> RECORDS PROVIDED:
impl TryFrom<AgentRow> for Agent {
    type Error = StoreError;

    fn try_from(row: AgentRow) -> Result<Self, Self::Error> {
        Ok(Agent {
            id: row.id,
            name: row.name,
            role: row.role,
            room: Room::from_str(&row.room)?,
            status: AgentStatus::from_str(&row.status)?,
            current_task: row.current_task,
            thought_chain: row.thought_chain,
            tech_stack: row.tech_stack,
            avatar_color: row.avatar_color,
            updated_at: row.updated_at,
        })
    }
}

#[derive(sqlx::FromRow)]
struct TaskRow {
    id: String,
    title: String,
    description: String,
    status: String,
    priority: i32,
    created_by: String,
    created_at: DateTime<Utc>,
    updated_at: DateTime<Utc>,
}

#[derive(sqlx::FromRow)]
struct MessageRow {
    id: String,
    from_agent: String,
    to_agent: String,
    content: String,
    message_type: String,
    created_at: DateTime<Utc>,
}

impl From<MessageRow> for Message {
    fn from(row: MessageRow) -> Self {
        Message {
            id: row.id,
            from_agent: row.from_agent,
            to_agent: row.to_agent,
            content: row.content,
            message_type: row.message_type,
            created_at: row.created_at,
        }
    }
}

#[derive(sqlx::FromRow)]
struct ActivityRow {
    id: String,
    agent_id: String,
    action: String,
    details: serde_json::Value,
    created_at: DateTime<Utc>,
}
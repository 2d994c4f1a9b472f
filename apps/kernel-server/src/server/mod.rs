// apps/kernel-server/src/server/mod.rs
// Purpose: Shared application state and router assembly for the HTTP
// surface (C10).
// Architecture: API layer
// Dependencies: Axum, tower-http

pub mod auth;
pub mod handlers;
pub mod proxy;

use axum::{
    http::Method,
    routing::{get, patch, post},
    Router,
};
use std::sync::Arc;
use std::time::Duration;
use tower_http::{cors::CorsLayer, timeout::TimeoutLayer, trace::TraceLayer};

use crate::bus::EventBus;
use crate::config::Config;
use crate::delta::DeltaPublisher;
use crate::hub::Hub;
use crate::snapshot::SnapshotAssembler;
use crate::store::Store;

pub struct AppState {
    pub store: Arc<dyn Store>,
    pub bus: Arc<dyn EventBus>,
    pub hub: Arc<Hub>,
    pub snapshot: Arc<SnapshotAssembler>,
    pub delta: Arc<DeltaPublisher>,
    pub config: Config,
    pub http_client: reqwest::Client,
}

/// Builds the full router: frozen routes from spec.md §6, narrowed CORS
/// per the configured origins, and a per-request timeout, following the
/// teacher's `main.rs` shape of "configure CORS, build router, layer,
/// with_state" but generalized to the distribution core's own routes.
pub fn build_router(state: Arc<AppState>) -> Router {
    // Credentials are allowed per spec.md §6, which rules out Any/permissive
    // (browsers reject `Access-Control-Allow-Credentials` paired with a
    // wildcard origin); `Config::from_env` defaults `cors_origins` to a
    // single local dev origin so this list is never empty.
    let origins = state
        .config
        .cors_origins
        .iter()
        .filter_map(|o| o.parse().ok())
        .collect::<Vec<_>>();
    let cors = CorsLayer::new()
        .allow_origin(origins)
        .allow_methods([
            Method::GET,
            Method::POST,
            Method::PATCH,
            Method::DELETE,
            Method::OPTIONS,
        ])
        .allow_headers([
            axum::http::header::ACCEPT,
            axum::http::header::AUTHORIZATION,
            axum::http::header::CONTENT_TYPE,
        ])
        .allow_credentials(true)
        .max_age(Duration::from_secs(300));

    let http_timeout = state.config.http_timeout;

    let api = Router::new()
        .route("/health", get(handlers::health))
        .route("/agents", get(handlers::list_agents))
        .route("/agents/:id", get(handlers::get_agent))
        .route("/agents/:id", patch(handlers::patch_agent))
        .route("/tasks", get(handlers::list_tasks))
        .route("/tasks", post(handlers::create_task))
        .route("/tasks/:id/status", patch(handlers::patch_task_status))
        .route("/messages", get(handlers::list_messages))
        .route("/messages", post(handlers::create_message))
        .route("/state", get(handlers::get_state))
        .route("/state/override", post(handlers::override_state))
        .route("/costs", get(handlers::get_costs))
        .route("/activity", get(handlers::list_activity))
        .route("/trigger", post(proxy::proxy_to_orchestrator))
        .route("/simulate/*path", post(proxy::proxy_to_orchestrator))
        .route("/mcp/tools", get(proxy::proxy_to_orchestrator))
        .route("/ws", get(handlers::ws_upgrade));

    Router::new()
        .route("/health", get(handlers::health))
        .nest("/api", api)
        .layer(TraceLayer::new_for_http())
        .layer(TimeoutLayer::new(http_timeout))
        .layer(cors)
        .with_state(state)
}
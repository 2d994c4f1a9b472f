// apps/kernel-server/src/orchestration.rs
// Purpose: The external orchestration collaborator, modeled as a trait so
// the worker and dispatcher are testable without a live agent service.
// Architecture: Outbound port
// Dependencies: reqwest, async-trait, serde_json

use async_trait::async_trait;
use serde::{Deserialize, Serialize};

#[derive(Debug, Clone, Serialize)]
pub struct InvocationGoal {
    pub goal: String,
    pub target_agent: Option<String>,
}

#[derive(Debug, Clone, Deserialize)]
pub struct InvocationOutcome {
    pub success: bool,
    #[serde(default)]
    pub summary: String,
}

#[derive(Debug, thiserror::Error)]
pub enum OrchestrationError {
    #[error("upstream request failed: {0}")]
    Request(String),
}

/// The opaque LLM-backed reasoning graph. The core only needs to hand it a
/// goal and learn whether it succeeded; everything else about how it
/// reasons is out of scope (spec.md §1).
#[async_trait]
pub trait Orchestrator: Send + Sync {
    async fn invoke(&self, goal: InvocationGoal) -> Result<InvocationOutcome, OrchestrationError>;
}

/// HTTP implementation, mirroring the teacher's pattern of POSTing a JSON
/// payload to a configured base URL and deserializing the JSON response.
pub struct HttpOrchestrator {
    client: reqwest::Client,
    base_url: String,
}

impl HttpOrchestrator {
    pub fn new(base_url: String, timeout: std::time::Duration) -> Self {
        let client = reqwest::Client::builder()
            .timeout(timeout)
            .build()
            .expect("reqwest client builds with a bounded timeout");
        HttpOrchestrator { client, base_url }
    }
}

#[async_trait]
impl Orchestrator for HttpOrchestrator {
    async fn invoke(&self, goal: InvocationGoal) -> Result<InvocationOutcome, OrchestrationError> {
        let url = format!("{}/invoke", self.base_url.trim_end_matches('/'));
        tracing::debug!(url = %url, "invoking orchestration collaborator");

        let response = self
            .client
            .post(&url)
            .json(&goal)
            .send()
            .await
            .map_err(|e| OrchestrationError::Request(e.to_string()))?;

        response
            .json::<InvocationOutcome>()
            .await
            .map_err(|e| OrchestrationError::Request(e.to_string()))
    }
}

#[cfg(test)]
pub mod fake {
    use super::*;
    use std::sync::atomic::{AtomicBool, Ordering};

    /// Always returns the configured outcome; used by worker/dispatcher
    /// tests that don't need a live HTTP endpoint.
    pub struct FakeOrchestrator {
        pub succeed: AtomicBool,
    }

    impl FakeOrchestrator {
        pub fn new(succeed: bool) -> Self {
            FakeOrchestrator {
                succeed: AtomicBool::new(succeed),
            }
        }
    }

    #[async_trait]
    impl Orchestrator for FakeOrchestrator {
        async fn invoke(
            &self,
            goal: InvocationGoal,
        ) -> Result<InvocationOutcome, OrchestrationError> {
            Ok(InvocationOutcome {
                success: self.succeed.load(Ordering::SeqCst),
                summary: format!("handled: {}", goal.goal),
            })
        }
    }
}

> YOUR ASSIGNMENT: Write out the listing above, keeping every word exactly.

> RESULT OF THE TASK:
impl TryFrom<AgentRow> for Agent {
    type Error = StoreError;

    fn try_from(row: AgentRow) -> Result<Self, Self::Error> {
        Ok(Agent {
            id: row.id,
            name: row.name,
            role: row.role,
            room: Room::from_str(&row.room)?,
            status: AgentStatus::from_str(&row.status)?,
            current_task: row.current_task,
            thought_chain: row.thought_chain,
            tech_stack: row.tech_stack,
            avatar_color: row.avatar_color,
            updated_at: row.updated_at,
        })
    }
}

#[derive(sqlx::FromRow)]
struct TaskRow {
    id: String,
    title: String,
    description: String,
    status: String,
    priority: i32,
    created_by: String,
    created_at: DateTime<Utc>,
    updated_at: DateTime<Utc>,
}

#[derive(sqlx::FromRow)]
struct MessageRow {
    id: String,
    from_agent: String,
    to_agent: String,
    content: String,
    message_type: String,
    created_at: DateTime<Utc>,
}

impl From<MessageRow> for Message {
    fn from(row: MessageRow) -> Self {
        Message {
            id: row.id,
            from_agent: row.from_agent,
            to_agent: row.to_agent,
            content: row.content,
            message_type: row.message_type,
            created_at: row.created_at,
        }
    }
}

#[derive(sqlx::FromRow)]
struct ActivityRow {
    id: String,
    agent_id: String,
    action: String,
    details: serde_json::Value,
    created_at: DateTime<Utc>,
}
repository 2d994c4f1a9b472f
filename apps/kernel-server/src/server/mod.rs
// apps/kernel-server/src/server/mod.rs
// Purpose: Shared application state and router assembly for the HTTP
// surface (C10).
// Architecture: API layer
// Dependencies: Axum, tower-http

pub mod auth;
pub mod handlers;
pub mod proxy;

use axum::{
    http::Method,
    routing::{get, patch, post},
    Router,
};
use std::sync::Arc;
use std::time::Duration;
use tower_http::{cors::CorsLayer, timeout::TimeoutLayer, trace::TraceLayer};

use crate::bus::EventBus;
use crate::config::Config;
use crate::delta::DeltaPublisher;
use crate::hub::Hub;
use crate::snapshot::SnapshotAssembler;
use crate::store::Store;

pub struct AppState {
    pub store: Arc<dyn Store>,
    pub bus: Arc<dyn EventBus>,
    pub hub: Arc<Hub>,
    pub snapshot: Arc<SnapshotAssembler>,
    pub delta: Arc<DeltaPublisher>,
    pub config: Config,
    pub http_client: reqwest::Client,
}

/// Builds the full router: frozen routes from spec.md §6, narrowed CORS
/// per the configured origins, and a per-request timeout, following the
/// teacher's `main.rs` shape of "configure CORS, build router, layer,
/// with_state" but generalized to the distribution core's own routes.
pub fn build_router(state: Arc<AppState>) -> Router {
    // Credentials are allowed per spec.md §6, which rules out Any/permissive
    // (browsers reject `Access-Control-Allow-Credentials` paired with a
    // wildcard origin); `Config::from_env` defaults `cors_origins` to a
    // single local dev origin so this list is never empty.
    let origins = state
        .config
        .cors_origins
        .iter()
        .filter_map(|o| o.parse().ok())
        .collect::<Vec<_>>();
    let cors = CorsLayer::new()
        .allow_origin(origins)
        .allow_methods([
            Method::GET,
            Method::POST,
            Method::PATCH,
            Method::DELETE,
            Method::OPTIONS,
        ])
        .allow_headers([
            axum::http::header::ACCEPT,
            axum::http::header::AUTHORIZATION,
            axum::http::header::CONTENT_TYPE,
        ])
        .allow_credentials(true)
        .max_age(Duration::from_secs(300));

    let http_timeout = state.config.http_timeout;

    let api = Router::new()
        .route("/health", get(handlers::health))
        .route("/agents", get(handlers::list_agents))
        .route("/agents/:id", get(handlers::get_agent))
        .route("/agents/:id", patch(handlers::patch_agent))
        .route("/tasks", get(handlers::list_tasks))
        .route("/tasks", post(handlers::create_task))
        .route("/tasks/:id/status", patch(handlers::patch_task_status))
        .route("/messages", get(handlers::list_messages))
        .route("/messages", post(handlers::create_message))
        .route("/state", get(handlers::get_state))
        .route("/state/override", post(handlers::override_state))
        .route("/costs", get(handlers::get_costs))
        .route("/activity", get(handlers::list_activity))
        .route("/trigger", post(proxy::proxy_to_orchestrator))
        .route("/simulate/*path", post(proxy::proxy_to_orchestrator))
        .route("/mcp/tools", get(proxy::proxy_to_orchestrator))
        .route("/ws", get(handlers::ws_upgrade));

    Router::new()
        .route("/health", get(handlers::health))
        .nest("/api", api)
        .layer(TraceLayer::new_for_http())
        .layer(TimeoutLayer::new(http_timeout))
        .layer(cors)
        .with_state(state)
}
repository 2d994c4f1a9b472f
// apps/kernel-server/src/orchestration.rs
// Purpose: The external orchestration collaborator, modeled as a trait so
// the worker and dispatcher are testable without a live agent service.
// Architecture: Outbound port
// Dependencies: reqwest, async-trait, serde_json

use async_trait::async_trait;
use serde::{Deserialize, Serialize};

#[derive(Debug, Clone, Serialize)]
pub struct InvocationGoal {
    pub goal: String,
    pub target_agent: Option<String>,
}

#[derive(Debug, Clone, Deserialize)]
pub struct InvocationOutcome {
    pub success: bool,
    #[serde(default)]
    pub summary: String,
}

#[derive(Debug, thiserror::Error)]
pub enum OrchestrationError {
    #[error("upstream request failed: {0}")]
    Request(String),
}

/// The opaque LLM-backed reasoning graph. The core only needs to hand it a
/// goal and learn whether it succeeded; everything else about how it
/// reasons is out of scope (spec.md §1).
#[async_trait]
pub trait Orchestrator: Send + Sync {
    async fn invoke(&self, goal: InvocationGoal) -> Result<InvocationOutcome, OrchestrationError>;
}

/// HTTP implementation, mirroring the teacher's pattern of POSTing a JSON
/// payload to a configured base URL and deserializing the JSON response.
pub struct HttpOrchestrator {
    client: reqwest::Client,
    base_url: String,
}

impl HttpOrchestrator {
    pub fn new(base_url: String, timeout: std::time::Duration) -> Self {
        let client = reqwest::Client::builder()
            .timeout(timeout)
            .build()
            .expect("reqwest client builds with a bounded timeout");
        HttpOrchestrator { client, base_url }
    }
}

#[async_trait]
impl Orchestrator for HttpOrchestrator {
    async fn invoke(&self, goal: InvocationGoal) -> Result<InvocationOutcome, OrchestrationError> {
        let url = format!("{}/invoke", self.base_url.trim_end_matches('/'));
        tracing::debug!(url = %url, "invoking orchestration collaborator");

        let response = self
            .client
            .post(&url)
            .json(&goal)
            .send()
            .await
            .map_err(|e| OrchestrationError::Request(e.to_string()))?;

        response
            .json::<InvocationOutcome>()
            .await
            .map_err(|e| OrchestrationError::Request(e.to_string()))
    }
}

#[cfg(test)]
pub mod fake {
    use super::*;
    use std::sync::atomic::{AtomicBool, Ordering};

    /// Always returns the configured outcome; used by worker/dispatcher
    /// tests that don't need a live HTTP endpoint.
    pub struct FakeOrchestrator {
        pub succeed: AtomicBool,
    }

    impl FakeOrchestrator {
        pub fn new(succeed: bool) -> Self {
            FakeOrchestrator {
                succeed: AtomicBool::new(succeed),
            }
        }
    }

    #[async_trait]
    impl Orchestrator for FakeOrchestrator {
        async fn invoke(
            &self,
            goal: InvocationGoal,
        ) -> Result<InvocationOutcome, OrchestrationError> {
            Ok(InvocationOutcome {
                success: self.succeed.load(Ordering::SeqCst),
                summary: format!("handled: {}", goal.goal),
            })
        }
    }
}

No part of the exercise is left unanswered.